Fixes #4503.
### Problem
Transactions leak when `drop;` executes in a `branch_route` and modules like `pua_dialoginfo` are loaded. The leaked transactions persist indefinitely in shared memory — no final reply is sent, no timer fires, and `wait_handler()` never frees the cell.
### Cause
`set_kr()` accumulates flags with `|=`, but the first cleanup check in `t_unref()` uses exact equality:
```c if(unlikely(kr == REQ_ERR_DELAYED)) { // fails when other flags are set ```
When `pua_dialoginfo` processes an INVITE, it calls `dialog_publish_multi()` inline during `DLGCB_CREATED`, which goes through `pua_send_publish()` → `tmb.t_request()` → `t_uac_prepare()` → `set_kr(REQ_FWDED)`. If the INVITE's `branch_route` then calls `drop;`, `t_relay_to()` ORs in `REQ_ERR_DELAYED`, making `_tm_kr = REQ_FWDED | REQ_ERR_DELAYED` (17).
In `t_unref()`: - Check 1: `17 == 16` → false - Check 2: `17 == 0` → false - Check 3: `(17 & 16)` true, but `(17 & ~(4|2|16|1))` = 0 → false
All three checks fail.
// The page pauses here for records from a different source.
//! Progress events published to observers.
//!
//! Producers hold an [`EventSender`], observers drain the [`EventStream`].
//! The stream ends once every sender has been dropped, which the run loops
//! only do after their last event.

use std::{fmt, sync::mpsc};

use tracing::trace;

use crate::Pos;

#[derive(Debug, Clone, Copy, PartialEq, Eq)]
pub enum State {
    Paused,
    Executing,
    Quitting,
}

#[derive(Debug, Clone, PartialEq, Eq)]
pub enum Event {
    /// a cell changed value while computing generation `turn`.
    CellFlipped { turn: u64, pos: Pos },
    /// `turn` generations are now complete.
    TurnComplete { turn: u64 },
    /// periodic sample of the live population.
    AliveCellsCount { turn: u64, count: usize },
    /// the run loop stopped after `turn` generations, `alive` is the final board.
    FinalTurnComplete { turn: u64, alive: Vec<Pos> },
    StateChange { turn: u64, state: State },
}

impl Event {
    pub fn turn(&self) -> u64 {
        match self {
            Event::CellFlipped { turn, .. }
            | Event::TurnComplete { turn }
            | Event::AliveCellsCount { turn, .. }
            | Event::FinalTurnComplete { turn, .. }
            | Event::StateChange { turn, .. } => *turn,
        }
    }
}

impl fmt::Display for Event {
    fn fmt(&self, f: &mut fmt::Formatter<'_>) -> fmt::Result {
        match self {
            Event::CellFlipped { turn, pos } => {
                write!(f, "turn {turn}: cell ({}, {}) flipped", pos.x, pos.y)
            }
            Event::TurnComplete { turn } => write!(f, "turn {turn} complete"),
            Event::AliveCellsCount { turn, count } => {
                write!(f, "turn {turn}: {count} alive cells")
            }
            Event::FinalTurnComplete { turn, alive } => {
                write!(f, "final turn {turn}: {} alive cells", alive.len())
            }
            Event::StateChange { turn, state } => write!(f, "turn {turn}: {state:?}"),
        }
    }
}

#[derive(Debug, Clone)]
pub struct EventSender {
    sender: mpsc::Sender<Event>,
}

impl EventSender {
    pub fn send(&self, event: Event) {
        // observers may stop listening early, the run goes on without them.
        if let Err(mpsc::SendError(event)) = self.sender.send(event) {
            trace!(%event, "event dropped, no observer left");
        }
    }
}

#[derive(Debug)]
pub struct EventStream {
    receiver: mpsc::Receiver<Event>,
}

impl Iterator for EventStream {
    type Item = Event;

    fn next(&mut self) -> Option<Event> {
        self.receiver.recv().ok()
    }
}

pub fn channel() -> (EventSender, EventStream) {
    let (sender, receiver) = mpsc::channel();
    (EventSender { sender }, EventStream { receiver })
}

#[cfg(test)]
mod tests {
    use super::*;
    use crate::pos;

    #[test]
    fn stream_closes_after_last_sender() {
        let (sender, stream) = channel();
        let other = sender.clone();
        sender.send(Event::TurnComplete { turn: 0 });
        drop(sender);
        other.send(Event::TurnComplete { turn: 1 });
        drop(other);
        let turns: Vec<_> = stream.map(|event| event.turn()).collect();
        assert_eq!(turns, vec![0, 1]);
    }

    #[test]
    fn sending_without_observer_is_silent() {
        let (sender, stream) = channel();
        drop(stream);
        sender.send(Event::CellFlipped {
            turn: 1,
            pos: pos!(0, 0),
        });
    }
}
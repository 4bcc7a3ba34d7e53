use crate::{pos, Cell, Grid, Pos};

/// What happens to a single cell between two generations.
#[derive(Debug, Clone, Copy, PartialEq, Eq)]
pub enum Transition {
    Stay,
    Die,
    Birth,
}

/// the eight surrounding positions, wrapped around the torus.
pub fn get_neighbors(grid: &Grid, pos: Pos) -> impl Iterator<Item = Pos> + '_ {
    (-1..=1)
        .flat_map(|x| (-1..=1).map(move |y| pos!(x, y)))
        .filter(|offset| *offset != pos!(0, 0))
        .map(move |offset| (pos + offset).wrap(grid.width(), grid.height()))
}

pub fn neighbor_count(grid: &Grid, pos: Pos) -> usize {
    get_neighbors(grid, pos)
        .filter(|neighbor| grid.is_cell_alive(*neighbor))
        .count()
}

/// Value of `pos` in the generation following `grid`.
///
/// Pure function of the snapshot, safe to call from many threads at once.
/// Panics when `pos` is outside of the grid.
pub fn next_state(grid: &Grid, pos: Pos) -> Cell {
    let is_active = grid.is_cell_alive(pos);
    match (is_active, neighbor_count(grid, pos)) {
        (true, count) if count < 2 || count > 3 => Cell::inactive(), // dies
        (true, _) => Cell::active(),                                 // stays
        (false, 3) => Cell::active(),                                // becomes alive
        _ => Cell::inactive(),                                       // stays dead
    }
}

pub fn transition(grid: &Grid, pos: Pos) -> Transition {
    match (grid.is_cell_alive(pos), next_state(grid, pos).is_active()) {
        (true, false) => Transition::Die,
        (false, true) => Transition::Birth,
        _ => Transition::Stay,
    }
}
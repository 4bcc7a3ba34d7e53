use std::{ops::Range, sync::mpsc, thread};

use parking_lot::Mutex;

use crate::{
    world::rule::{self, Transition},
    Cell, Grid, Pos,
};

/// Cells changed by one generation.
#[derive(Debug, Default, Clone, PartialEq, Eq)]
pub struct Delta {
    pub died: Vec<Pos>,
    pub born: Vec<Pos>,
}

impl Delta {
    pub fn apply(&self, grid: &mut Grid) {
        for pos in &self.died {
            grid.set(*pos, Cell::inactive());
        }
        for pos in &self.born {
            grid.set(*pos, Cell::active());
        }
    }

    pub fn flipped(&self) -> impl Iterator<Item = Pos> + '_ {
        self.died.iter().chain(self.born.iter()).copied()
    }

    pub fn len(&self) -> usize {
        self.died.len() + self.born.len()
    }

    pub fn is_empty(&self) -> bool {
        self.len() == 0
    }
}

/// Evaluates one generation over a fixed number of threads.
///
/// Rows are handed out through a shared queue, workers only read the grid and
/// push their findings into the `died` and `born` channels. The grid is never
/// touched before every worker is done.
#[derive(Debug, Clone, Copy)]
pub struct WorkerPool {
    threads: usize,
}

impl WorkerPool {
    pub fn new(threads: usize) -> Self {
        Self {
            threads: threads.max(1),
        }
    }

    pub fn threads(&self) -> usize {
        self.threads
    }

    pub fn step(&self, grid: &Grid) -> Delta {
        self.step_rows(grid, 0..grid.width())
    }

    /// evaluates only the rows in `rows`, the rest of `grid` is context.
    pub fn step_rows(&self, grid: &Grid, rows: Range<i32>) -> Delta {
        let (row_sender, row_receiver) = mpsc::channel();
        for x in rows {
            // receiver lives until the end of this function.
            let _ = row_sender.send(x);
        }
        drop(row_sender);
        let queue = Mutex::new(row_receiver);

        let (died_sender, died_receiver) = mpsc::channel();
        let (born_sender, born_receiver) = mpsc::channel();

        thread::scope(|scope| {
            for _ in 0..self.threads {
                let queue = &queue;
                let died = died_sender.clone();
                let born = born_sender.clone();
                scope.spawn(move || worker_loop(grid, queue, died, born));
            }
        });
        drop(died_sender);
        drop(born_sender);

        let mut died: Vec<_> = died_receiver.into_iter().collect();
        let mut born: Vec<_> = born_receiver.into_iter().collect();
        died.sort_unstable();
        born.sort_unstable();
        Delta { died, born }
    }
}

fn worker_loop(
    grid: &Grid,
    queue: &Mutex<mpsc::Receiver<i32>>,
    died: mpsc::Sender<Pos>,
    born: mpsc::Sender<Pos>,
) {
    loop {
        let next = queue.lock().recv();
        let Ok(x) = next else { break };
        for pos in grid.row(x) {
            // receivers outlive the scope running this worker.
            let _ = match rule::transition(grid, pos) {
                Transition::Die => died.send(pos),
                Transition::Birth => born.send(pos),
                Transition::Stay => Ok(()),
            };
        }
    }
}

#[cfg(test)]
mod tests {
    use super::*;
    use crate::pos;

    #[test]
    fn diagonal_ends_die_and_nothing_is_born() {
        let mut grid = Grid::with_actives(4, 4, [pos!(1, 1), pos!(2, 2), pos!(3, 3)]);
        let delta = WorkerPool::new(4).step(&grid);
        // the middle cell keeps its two diagonal neighbors.
        assert_eq!(delta.died, vec![pos!(1, 1), pos!(3, 3)]);
        assert!(delta.born.is_empty());
        delta.apply(&mut grid);
        assert_eq!(grid.actives(), vec![pos!(2, 2)]);

        let delta = WorkerPool::new(4).step(&grid);
        assert_eq!(delta.died, vec![pos!(2, 2)]);
        delta.apply(&mut grid);
        assert_eq!(grid.alive_count(), 0);
    }

    #[test]
    fn thread_count_does_not_change_the_result() {
        let glider = [pos!(1, 0), pos!(2, 1), pos!(0, 2), pos!(1, 2), pos!(2, 2)];
        let grid = Grid::with_actives(9, 7, glider);
        let reference = WorkerPool::new(1).step(&grid);
        for threads in [0, 2, 3, 16] {
            assert_eq!(WorkerPool::new(threads).step(&grid), reference);
        }
        assert_eq!(reference.len(), 4);
    }

    #[test]
    fn step_rows_stays_inside_the_range() {
        let grid = Grid::with_actives(6, 6, [pos!(0, 2), pos!(1, 2), pos!(2, 2)]);
        let delta = WorkerPool::new(2).step_rows(&grid, 1..2);
        assert_eq!(delta.born, vec![pos!(1, 1), pos!(1, 3)]);
        assert!(delta.died.is_empty());
    }
}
The transaction is orphaned.
This affects any module that calls `t_request()` or `t_uac_prepare()` inline during INVITE processing — `pua_dialoginfo` is one common example.
### Fix
Change the check from exact equality to a bitwise test:
```c - if(unlikely(kr == REQ_ERR_DELAYED)) { + if(unlikely(kr & REQ_ERR_DELAYED)) { ```
The delayed-reply handler now fires whenever `REQ_ERR_DELAYED` is present, regardless of other flags accumulated by `set_kr()`.
This is safe because: - `REQ_ERR_DELAYED` is only set in `t_relay_to()` when `t_forward_nonack()` fails and the delayed-reply path is chosen — it is never set spuriously. - `kill_transaction()` already handles the case where a final reply was previously sent (`FL_FINAL_REPLY` check → `t_release_transaction()`).
The existing check-3 fallback (lines 2077-2084) becomes unreachable after this change but is harmless to leave in place.
### Workaround
On 6.1+ where `delayed_reply` is a runtime modparam, setting `modparam("tm", "delayed_reply", 0)` avoids the vulnerable code path. On ≤ 6.0.x, `TM_DELAYED_REPLY` is a compile-time `#define` (always on) and there is no workaround — only this patch fixes the leak.
### Test results
Ten-scenario matrix across 6.0.3, 6.1.0, and 6.2.0-dev0 master. 1000 INVITEs per run, `fr_timer=5000`, `branch_route` with unconditional `drop;`. Contamination triggered naturally by loading `dialog` + `pua` + `pua_dialoginfo` — no source modification beyond this patch.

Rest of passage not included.